Saved data entries:
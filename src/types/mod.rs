//! Core types for annotation graphs.

pub mod anchor;
pub mod annotation;
pub mod confidence;
pub mod layer;
pub mod schema;

pub use anchor::{Anchor, AnchorId};
pub use annotation::{Annotation, AnnotationId};
pub use confidence::{Change, Confidence};
pub use layer::{Alignment, Layer};
pub use schema::{default_peer_order, LayerOrder, Schema, ROOT_LAYER_ID};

Exercise aim:
Would you please output every record again, exactly?

Solution below:
filename src/types/mod.rs
//! Core types for annotation graphs.

pub mod anchor;
pub mod annotation;
pub mod confidence;
pub mod layer;
pub mod schema;

pub use anchor::{Anchor, AnchorId};
pub use annotation::{Annotation, AnnotationId};
pub use confidence::{Change, Confidence};
pub use layer::{Alignment, Layer};
pub use schema::{default_peer_order, LayerOrder, Schema, ROOT_LAYER_ID};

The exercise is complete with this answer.